During our day-to-day life, we don’t spend too much time appreciating trees. In the fall, when they turn Technicolor, we ooh and ahh. In the spring, when the first signs of green herald spring, we breathe a sigh of relief. In the summer, we seek out their shade on hot days. But otherwise, trees are just there in the background.
That’s why being a part of the Arbor Day Association’s Tree City USA program is so nice. It’s like Mother’s Day–you love your mom all year, but it’s nice to have a special day that reminds you to say thanks.
Mt. Lebanon will host this year’s Arbor Day/Tree City Celebration at 2:30 p.m., Friday, April 26, at Lincoln Elementary School. The public is invited to attend. Every year, a different school in our community is selected to host the event in which trees are celebrated. In the days leading up to the event, the children color posters about trees and learn about their benefits. The activities culminate with an afternoon event in which the children read essays and poems, sing songs, play music, raise a special Tree City flag on the school’s flagpole and then plant a tree on the school grounds. This year it will be a red leaf maple.
Mt. Lebanon became a Tree City six years ago. The Arbor Day website says, “Communities achieve Tree City USA status by meeting four standards—having a sound urban forestry management, maintaining a tree board or department, having a community tree ordinance, spending at least $2 per capita on urban forestry and celebrating Arbor Day.” There are currently more than 3,400 Tree City USA communities and more than 135 million people live in a Tree City.

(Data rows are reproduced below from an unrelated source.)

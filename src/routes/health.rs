//! Health check

use axum::{extract::State, routing::get, Json, Router};
use serde::Serialize;

use crate::state::AppState;

#[derive(Serialize)]
struct HealthResponse {
    status: &'static str,
    version: &'static str,
}

pub fn router() -> Router<AppState> {
    Router::new().route("/health", get(health_check))
}

async fn health_check(State(_state): State<AppState>) -> Json<HealthResponse> {
    Json(HealthResponse {
        status: "healthy",
        version: env!("CARGO_PKG_VERSION"),
    })
}
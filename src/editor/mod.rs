//! Highlight editor lifecycle
//!
//! - `state`: the Closed / Creating / Editing state machine
//! - `listener`: the single-shot selection-change listener

mod listener;
mod state;

pub use listener::SelectionListener;
pub use state::{Anchor, Draft, DraftKey, EditSession, EditTarget, Editor, EditorMode, EditorState, FieldEdit};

This is the second year I’ve helped organize this event. My favorite part is looking at the posters the children create—they can be fun, silly, extremely artistic, poignant and earnest. Some of those posters will be on display at stores along Beverly Road leading up to the event and others will be posted on our website. Please check them out. My second favorite thing is seeing the children’s excitement about planting the tree. The shovels used are at times bigger than the child wielding it, by they take the responsibility of being one of the tree “planters” much too seriously to let that stop them.
Coincidently, I just came across the chapter on gardening while reading Ellen Sandbeck’s book “Green Housekeeping.” In the chapter, Sandbeck extols the virtues of trees saying, “Large trees actually change the climate in their immediate vicinity, making the air cooler and moister and reducing the ‘heat island’ effect caused by the sun beating down on buildings and pavement…. Everything we humans do, from eating and breathing to burning fuel to using aerosol cans, tends to dirty the air, raise the temperature, and use up oxygen… One of the best ways to reduce global warming is to plant more trees and to do one’s best to keep them healthy.”
I’m proud to be a small part in giving our children an appreciation of trees that will, I hope, last a lifetime.